Casi todos creemos haber librado de algún peligro, por alguna casualidad; casi todos hemos visto, una vez al menos durante nuestra vida, inclinarse sobre el abismo el platillo de la balanza, y no volcarse, vencido ya, por milagro...
Pocos  estarán  de  ello  tan  seguros  como Matías  Reñales,  mocetón  de  pelo  en  pecho, que ejerce el desalmado oficio de guarda de consumos, y más veces anda a tiros que reza el rosario. Aparte de los lances del oficio, Matías suele encontrarse enredado en otros que nada  tienen  que  ver  con  las  gabelas  del Ayuntamiento, pues Matías es más enamorado que dromedario africano, amén de celoso y  matón  y  reñidor  sin  jactancias,  pero  con derroches  de  valentía  que  rayan  en  bizarra temeridad; y a su manera, y dentro del círculo nada selecto de sus relaciones, Matías se procura una serie de emociones románticas, y se juega el pellejo con desgaire de guapo e indiferencia de fatalista.
-Porque, miusté -díjome en ocasión de haber venido a verme para pedirme cierta recomendación,  la  número  quinientos  mil  de  las que a toda hora llueven sobre todo el mundo, sea o no sea influyente- en no estando de allá... -y señaló, alzando el índice, al techo de mi escritorio. Si está  de allí, sale usté a la calle, hace viento, cae una teja de punta, le da en la cabeza..., y a San Ginés.
Se me había olvidado que Matías, recriado en Madrid, es albaceteño, no sé si de la propia ciudad puñalera, seguramente de la provincia; y convendrá advertir también que su tipo corresponde al del semimoro, bautizado, pero  en  el  fondo  incristianable,  que  con  tal frecuencia encontramos en nuestras regiones del Mediodía. De arrogante figura, tez cetrina, ojos de fuego y terciopelo, barba de intenso negror y un bosque de descuidados rizos coronando  la  bella  cabeza,  Matías  es  grave  y sentencioso  a  fuer  de  moro  natural  y  ni  se alaba de sus proezas, ni echa por tierra a nadie. Hay en él rasgos simpáticos de la dignidad mahometana, sobre todo cuando insiste en  lo  estéril de  los  esfuerzos  humanos  para contrarrestar lo que está escrito. No emplea esta frase; pero el concepto, sí. Y tirando del hilo del concepto, viene a sacar el ovillo del episodio que aún hace erizarse el cabello de Matías.

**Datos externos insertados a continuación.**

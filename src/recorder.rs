//! Activity recorder: dual-write of session activity.
//!
//! Every recorded event goes three places, sequentially: the durable
//! activity log (authoritative for audit), the owning session's capped
//! `activityLogs` window (dashboard convenience), and an `activity:new`
//! broadcast to the room. There is no transactionality across the three
//! steps; a crash can leave the durable log ahead of the window or the
//! broadcast, which is acceptable because only the durable log is
//! authoritative.

use std::sync::Arc;

use chrono::Utc;
use tracing::debug;

use crate::protocol::ServerEvent;
use crate::rooms::RoomBroker;
use crate::store::{ActivityKind, ActivityRecord, Store, StoreError};

pub struct ActivityRecorder {
    store: Arc<dyn Store>,
    broker: Arc<RoomBroker>,
    window_cap: usize,
}

impl ActivityRecorder {
    pub fn new(store: Arc<dyn Store>, broker: Arc<RoomBroker>, window_cap: usize) -> Self {
        Self {
            store,
            broker,
            window_cap,
        }
    }

    /// Record one activity. Sequential per event: durable append, capped
    /// window push, room broadcast. Callers treat this as fire-and-forget
    /// and contain the error; a failure here must never take down the
    /// connection or affect sibling events.
    pub async fn record(
        &self,
        session_id: &str,
        action: ActivityKind,
        details: Option<String>,
        x: Option<f64>,
        y: Option<f64>,
    ) -> Result<ActivityRecord, StoreError> {
        let entry = ActivityRecord {
            id: None,
            session_id: session_id.to_string(),
            action,
            details,
            x,
            y,
            timestamp: Utc::now(),
            user_id: None,
        };

        // 1. Permanent log
        let stored = self.store.append_activity(entry).await?;

        // 2. Session-scoped window for the live dashboard
        self.store
            .push_activity_window(session_id, &stored, self.window_cap)
            .await?;

        // 3. Notify room listeners (admins/controllers)
        self.broker
            .broadcast(session_id, &ServerEvent::ActivityNew(stored.clone()), None);

        debug!(
            session = session_id,
            action = action.as_str(),
            details = stored.details.as_deref().unwrap_or(""),
            "activity recorded"
        );
        Ok(stored)
    }
}
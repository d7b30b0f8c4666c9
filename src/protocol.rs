//! Wire protocol for the gateway's WebSocket transport.
//!
//! Messages are JSON frames tagged as `{"event": "...", "data": {...}}`.
//! Signaling payloads (SDP offers/answers, ICE candidates) are opaque
//! `serde_json::Value`s: the gateway relays them verbatim and never inspects
//! their shape.

use chrono::{DateTime, Utc};
use serde::{Deserialize, Serialize};
use serde_json::Value;

use crate::store::{ActivityRecord, ContactEntry, MediaEntry, SessionRecord};

/// A contact as shared by the host device. The server stamps the receive
/// time before persisting and relaying.
#[derive(Debug, Clone, PartialEq, Serialize, Deserialize)]
#[serde(rename_all = "camelCase")]
pub struct Contact {
    pub name: String,
    pub phone: String,
}

/// A media item as shared by the host device.
#[derive(Debug, Clone, PartialEq, Serialize, Deserialize)]
#[serde(rename_all = "camelCase")]
pub struct MediaItem {
    pub url: String,
    #[serde(rename = "type")]
    pub kind: String,
}

/// Requested streaming quality for the room.
#[derive(Debug, Clone, Copy, PartialEq, Eq, Serialize, Deserialize)]
#[serde(rename_all = "lowercase")]
pub enum BandwidthHint {
    Low,
    High,
}

impl BandwidthHint {
    pub fn as_str(&self) -> &'static str {
        match self {
            BandwidthHint::Low => "low",
            BandwidthHint::High => "high",
        }
    }
}

/// Inbound events, one per transport frame.
#[derive(Debug, Clone, PartialEq, Serialize, Deserialize)]
#[serde(tag = "event", content = "data")]
pub enum ClientEvent {
    #[serde(rename = "join", rename_all = "camelCase")]
    Join {
        session_id: String,
        #[serde(default)]
        device_type: Option<String>,
    },
    #[serde(rename = "screen:offer", rename_all = "camelCase")]
    ScreenOffer { session_id: String, offer: Value },
    #[serde(rename = "screen:answer", rename_all = "camelCase")]
    ScreenAnswer { session_id: String, answer: Value },
    #[serde(rename = "ice:candidate", rename_all = "camelCase")]
    IceCandidate { session_id: String, candidate: Value },
    #[serde(rename = "sessions:get")]
    SessionsGet,
    #[serde(rename = "control:mouse", rename_all = "camelCase")]
    ControlMouse {
        session_id: String,
        x: f64,
        y: f64,
        #[serde(default)]
        click: Option<String>,
    },
    #[serde(rename = "control:keyboard", rename_all = "camelCase")]
    ControlKeyboard {
        session_id: String,
        key: String,
        #[serde(rename = "type")]
        kind: String,
    },
    #[serde(rename = "control:screenshot", rename_all = "camelCase")]
    ControlScreenshot { session_id: String },
    #[serde(rename = "screenshot:config", rename_all = "camelCase")]
    ScreenshotConfig { session_id: String, interval: u32 },
    #[serde(rename = "screenshot:upload", rename_all = "camelCase")]
    ScreenshotUpload {
        session_id: String,
        image: String,
        #[serde(default)]
        timestamp: Option<DateTime<Utc>>,
    },
    #[serde(rename = "contacts:share", rename_all = "camelCase")]
    ContactsShare {
        session_id: String,
        contacts: Vec<Contact>,
    },
    #[serde(rename = "media:share", rename_all = "camelCase")]
    MediaShare {
        session_id: String,
        media: Vec<MediaItem>,
    },
    #[serde(rename = "media:bandwidth", rename_all = "camelCase")]
    MediaBandwidth {
        session_id: String,
        hint: BandwidthHint,
    },
    #[serde(rename = "permission:request", rename_all = "camelCase")]
    PermissionRequest {
        session_id: String,
        permission: String,
    },
    #[serde(rename = "access:request", rename_all = "camelCase")]
    AccessRequest {
        target_id: String,
        from_id: String,
        #[serde(default)]
        device_type: Option<String>,
    },
    #[serde(rename = "access:response", rename_all = "camelCase")]
    AccessResponse {
        target_id: String,
        from_id: String,
        accepted: bool,
    },
    #[serde(rename = "data:sync", rename_all = "camelCase")]
    DataSync { session_id: String },
    #[serde(rename = "config:update", rename_all = "camelCase")]
    ConfigUpdate {
        session_id: String,
        screenshot_interval: u32,
    },
}

/// Outbound events delivered to connections by the broker.
#[derive(Debug, Clone, PartialEq, Serialize, Deserialize)]
#[serde(tag = "event", content = "data")]
pub enum ServerEvent {
    #[serde(rename = "sessions:update")]
    SessionsUpdate(Vec<SessionRecord>),
    #[serde(rename = "user:joined", rename_all = "camelCase")]
    UserJoined { user_id: String },
    #[serde(rename = "request:stream", rename_all = "camelCase")]
    RequestStream { from: String },
    #[serde(rename = "screen:offer", rename_all = "camelCase")]
    ScreenOffer { offer: Value, from: String },
    #[serde(rename = "screen:answer", rename_all = "camelCase")]
    ScreenAnswer { answer: Value, from: String },
    #[serde(rename = "ice:candidate", rename_all = "camelCase")]
    IceCandidate { candidate: Value, from: String },
    #[serde(rename = "activity:new")]
    ActivityNew(ActivityRecord),
    #[serde(rename = "control:mouse", rename_all = "camelCase")]
    ControlMouse {
        session_id: String,
        x: f64,
        y: f64,
        #[serde(default)]
        click: Option<String>,
    },
    #[serde(rename = "control:keyboard", rename_all = "camelCase")]
    ControlKeyboard {
        session_id: String,
        key: String,
        #[serde(rename = "type")]
        kind: String,
    },
    #[serde(rename = "control:screenshot", rename_all = "camelCase")]
    ControlScreenshot { session_id: String },
    #[serde(rename = "screenshot:config", rename_all = "camelCase")]
    ScreenshotConfig { session_id: String, interval: u32 },
    #[serde(rename = "screenshot:new", rename_all = "camelCase")]
    ScreenshotNew {
        session_id: String,
        image: String,
        timestamp: DateTime<Utc>,
    },
    #[serde(rename = "contacts:new", rename_all = "camelCase")]
    ContactsNew { contacts: Vec<ContactEntry> },
    #[serde(rename = "media:new", rename_all = "camelCase")]
    MediaNew { media: Vec<MediaEntry> },
    #[serde(rename = "media:bandwidth", rename_all = "camelCase")]
    MediaBandwidth {
        session_id: String,
        hint: BandwidthHint,
    },
    #[serde(rename = "permission:prompt", rename_all = "camelCase")]
    PermissionPrompt {
        session_id: String,
        permission: String,
    },
    #[serde(rename = "access:request", rename_all = "camelCase")]
    AccessRequest {
        from_id: String,
        device_type: String,
    },
    #[serde(rename = "access:response", rename_all = "camelCase")]
    AccessResponse { from_id: String, accepted: bool },
    /// Relayed without a payload; the room key is implicit in delivery.
    #[serde(rename = "data:sync")]
    DataSync,
    #[serde(rename = "config:update", rename_all = "camelCase")]
    ConfigUpdate { screenshot_interval: u32 },
}
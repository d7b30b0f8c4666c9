use axum::Router;
use std::sync::Arc;
use tokio::sync::watch;
use tower_http::cors::CorsLayer;
use tower_http::trace::TraceLayer;
use tracing::{info, warn};

use crate::config::GatewayConfig;
use crate::metrics::GatewayMetrics;
use crate::relay::Gateway;
use crate::sqlite_store::SqliteStore;
use crate::store::{MemoryStore, Store};
use crate::ws::AppState;

pub struct GatewayServer {
    config: GatewayConfig,
    gateway: Arc<Gateway>,
    metrics: Arc<GatewayMetrics>,
    shutdown_tx: watch::Sender<bool>,
}

impl GatewayServer {
    pub fn new(config: GatewayConfig) -> anyhow::Result<Self> {
        config.validate()?;

        let store: Arc<dyn Store> = match &config.database_path {
            Some(path) => {
                info!("opening session database at {}", path.display());
                Arc::new(SqliteStore::new(path)?)
            }
            None => {
                info!("no database path configured, using in-memory store");
                Arc::new(MemoryStore::new())
            }
        };

        let metrics = Arc::new(GatewayMetrics::new()?);
        let gateway = Arc::new(Gateway::new(store, config.clone(), Arc::clone(&metrics)));
        let (shutdown_tx, _) = watch::channel(false);

        Ok(Self {
            config,
            gateway,
            metrics,
            shutdown_tx,
        })
    }

    pub async fn start(&self) -> anyhow::Result<()> {
        let state = AppState {
            gateway: Arc::clone(&self.gateway),
            metrics: Arc::clone(&self.metrics),
            shutdown: self.shutdown_tx.subscribe(),
        };

        let app = Router::new()
            .route("/ws", axum::routing::get(crate::ws::ws_handler))
            .route("/health", axum::routing::get(crate::ws::get_health))
            .route("/metrics", axum::routing::get(crate::ws::get_metrics))
            .layer(TraceLayer::new_for_http())
            .layer(CorsLayer::permissive())
            .with_state(state);

        let listener = tokio::net::TcpListener::bind(self.config.bind_addr).await?;
        info!("screenlink-gateway listening on {}", self.config.bind_addr);

        // Once a shutdown trigger fires, flip the watch channel so every
        // websocket read loop closes its connection; long-lived sockets
        // would otherwise hold the graceful drain open forever.
        let shutdown_rx = self.shutdown_tx.subscribe();
        let shutdown_tx = self.shutdown_tx.clone();
        let graceful = async move {
            Self::shutdown_signal(shutdown_rx).await;
            let _ = shutdown_tx.send(true);
        };

        let serve = axum::serve(listener, app.into_make_service())
            .with_graceful_shutdown(graceful);

        let mut drain_rx = self.shutdown_tx.subscribe();
        let drain_timeout = self.config.shutdown_timeout();
        tokio::select! {
            res = serve => res?,
            _ = async {
                while drain_rx.changed().await.is_ok() {
                    if *drain_rx.borrow() {
                        break;
                    }
                }
                tokio::time::sleep(drain_timeout).await;
            } => {
                warn!("graceful drain exceeded {:?}, exiting", drain_timeout);
            }
        }

        Ok(())
    }

    async fn shutdown_signal(mut shutdown: watch::Receiver<bool>) {
        #[cfg(unix)]
        let mut sigterm = {
            use tokio::signal::unix::{signal, SignalKind};
            signal(SignalKind::terminate()).ok()
        };

        tokio::select! {
            _ = async {
                #[cfg(unix)]
                {
                    if let Some(ref mut sigterm) = sigterm {
                        sigterm.recv().await;
                    }
                }
                #[cfg(not(unix))]
                {
                    std::future::pending::<()>().await;
                }
            } => {
                info!("Received SIGTERM, starting graceful shutdown");
            }
            _ = tokio::signal::ctrl_c() => {
                info!("Received SIGINT, starting graceful shutdown");
            }
            _ = shutdown.changed() => {
                if *shutdown.borrow() {
                    info!("Shutdown requested");
                }
            }
        }
    }

    pub fn shutdown(&self) {
        let _ = self.shutdown_tx.send(true);
    }
}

-Era yo criatura de unos siete años, y vivía con  mi  madre,  ¡proecita!,  en  cá  el  agüelo, pae de mi pae, que era labraor. Yo no podía ayuar aún porque no tenía juerza, y mi quehacer  era  zamparme  las  golosinas  y  andar diableando. En la casa, además de mi madre y yo, estaba la otra nuera del agüelo y otros dos chiquillos, Roque y Melchorcico, hijos suyos. Mi tía se yamaba Tecla; mi madre, Llanos -de la Virgen e los Llanos, que es la patrona del pueblo. Las dos, mi tía y mi madre, habían enviudao a un tiempo, cuando el cólera.  ¡Que  fue  una  compasión!  Y  el  agüelo, ¿qué quería usted que hiciese? Las recogió y las amparó..., y tós comíamos.
Sólo que la comía a unos aprovecha y a otros  paece  que  se  les  vuelve  solimán.  Mi  tía Tecla  era  de  esta  casta.  ¡Mujer  más  seca!...

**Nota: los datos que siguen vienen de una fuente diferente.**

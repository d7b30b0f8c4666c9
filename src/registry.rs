//! Session registry: session identity, status, and host binding.
//!
//! The registry creates sessions lazily on first join, rebinds the host on
//! reconnect, and deletes sessions outright when their host connection goes
//! away. The durable store is authoritative; the local cache is a fast-path
//! hint that is refreshed on every mutating call and never consulted for
//! correctness decisions.

use std::sync::Arc;

use dashmap::DashMap;
use tracing::{debug, info};

use crate::metrics::GatewayMetrics;
use crate::protocol::ServerEvent;
use crate::rooms::RoomBroker;
use crate::store::{SessionRecord, SessionStatus, Store, StoreError};

/// A device type is host-eligible when it is present and its lowercase form
/// contains neither "admin" nor "viewer". Admins and viewers never own a
/// session's lifetime.
pub(crate) fn is_host_eligible(device_type: Option<&str>) -> bool {
    match device_type {
        Some(dt) if !dt.trim().is_empty() => {
            let lower = dt.to_lowercase();
            !lower.contains("admin") && !lower.contains("viewer")
        }
        _ => false,
    }
}

pub struct SessionRegistry {
    store: Arc<dyn Store>,
    broker: Arc<RoomBroker>,
    cache: DashMap<String, SessionRecord>,
    metrics: Arc<GatewayMetrics>,
    default_device_type: String,
}

impl SessionRegistry {
    pub fn new(
        store: Arc<dyn Store>,
        broker: Arc<RoomBroker>,
        metrics: Arc<GatewayMetrics>,
        default_device_type: String,
    ) -> Self {
        Self {
            store,
            broker,
            cache: DashMap::new(),
            metrics,
            default_device_type,
        }
    }

    /// Send the current active-session snapshot to a newly connected peer.
    /// Read-only: no session state changes on connect.
    pub async fn on_connect(&self, conn_id: &str) -> Result<(), StoreError> {
        let sessions = self.store.active_sessions().await?;
        self.broker
            .direct(conn_id, ServerEvent::SessionsUpdate(sessions));
        Ok(())
    }

    /// Upsert session state for a join. Creates the session if absent;
    /// re-activates and rebinds `hostId` when a host-eligible device joins an
    /// existing session (host reconnect under a new connection identity).
    /// Concurrent host-eligible joins race; last write wins by design.
    ///
    /// Always re-broadcasts the full active list to every connection.
    pub async fn join(
        &self,
        session_id: &str,
        device_type: Option<&str>,
        conn_id: &str,
    ) -> Result<SessionRecord, StoreError> {
        // An empty deviceType is the same as none: not host-eligible and
        // replaced by the configured default in the stored document.
        let device_type = device_type.filter(|dt| !dt.trim().is_empty());
        let is_host = is_host_eligible(device_type);

        let session = match self.store.find_session(session_id).await? {
            None => {
                let record = SessionRecord::new(
                    session_id,
                    device_type.unwrap_or(&self.default_device_type),
                    is_host.then(|| conn_id.to_string()),
                );
                self.store.upsert_session(record.clone()).await?;
                info!(session = session_id, host = is_host, "session created");
                record
            }
            Some(mut record) => {
                if is_host {
                    record.status = SessionStatus::Active;
                    record.host_id = Some(conn_id.to_string());
                    self.store.upsert_session(record.clone()).await?;
                    info!(session = session_id, conn = conn_id, "host rebound");
                }
                record
            }
        };

        self.cache.insert(session_id.to_string(), session.clone());
        self.broadcast_sessions().await?;
        Ok(session)
    }

    /// Reap any session whose host was this connection. Deletion is
    /// unconditional and immediate; only the independent durable activity
    /// log survives. Re-broadcasts the active list afterwards.
    pub async fn on_disconnect(&self, conn_id: &str) -> Result<(), StoreError> {
        let removed = self.store.delete_sessions_by_host(conn_id).await?;
        self.cache
            .retain(|_, session| session.host_id.as_deref() != Some(conn_id));
        if removed > 0 {
            info!(conn = conn_id, removed, "reaped sessions for disconnected host");
        }
        self.broadcast_sessions().await?;
        Ok(())
    }

    /// Persist a new screenshot interval. The relay layer forwards the
    /// matching `config:update` to the room.
    pub async fn update_config(
        &self,
        session_id: &str,
        screenshot_interval: u32,
    ) -> Result<(), StoreError> {
        self.store
            .set_screenshot_interval(session_id, screenshot_interval)
            .await?;
        self.cache.remove(session_id);
        debug!(session = session_id, interval = screenshot_interval, "session config updated");
        Ok(())
    }

    /// Store-backed snapshot of active sessions.
    pub async fn active_sessions(&self) -> Result<Vec<SessionRecord>, StoreError> {
        self.store.active_sessions().await
    }

    async fn broadcast_sessions(&self) -> Result<(), StoreError> {
        let sessions = self.store.active_sessions().await?;
        self.metrics.active_sessions.set(sessions.len() as f64);
        self.broker
            .broadcast_all(&ServerEvent::SessionsUpdate(sessions));
        Ok(())
    }
}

Parecía guindilla e sartal, o los gatos cuando pasan veinte días cerraos en un armario, que salen  chupaos  y  echando  lumbres.  Gastaba un genio e vinagre, y andaba roía de envidia en vista de que sus dos criaturas no acaban de medrar, mientras yo, hecho una manzana y más duro que una guija. Mi madre estaba desvanecía conmigo; al fin no tenía otra cosa a qué mirar en el mundo; y el agüelo -¡caprichos de señores mayores!- se le caía la baba conmigo y me hartaba de mimos y me daba  a  escondías  la  mejor  fruta  del  huerto.  Y miusté que yo comprendo las cosas; vamos, la que ha pario un par de chiquitines tan de Dios como cualquiera, y a más delicaos, y ve que todo el cariño se lo yeva otro hijo e otra madre,  ¿cómo  quiusté  que  se  ponga?  Como una pantera. Así andaba tía Tecla: unos ojos me echaba a escondidas que yo corría a agazaparme en las faldas de mi madre temblando e susto.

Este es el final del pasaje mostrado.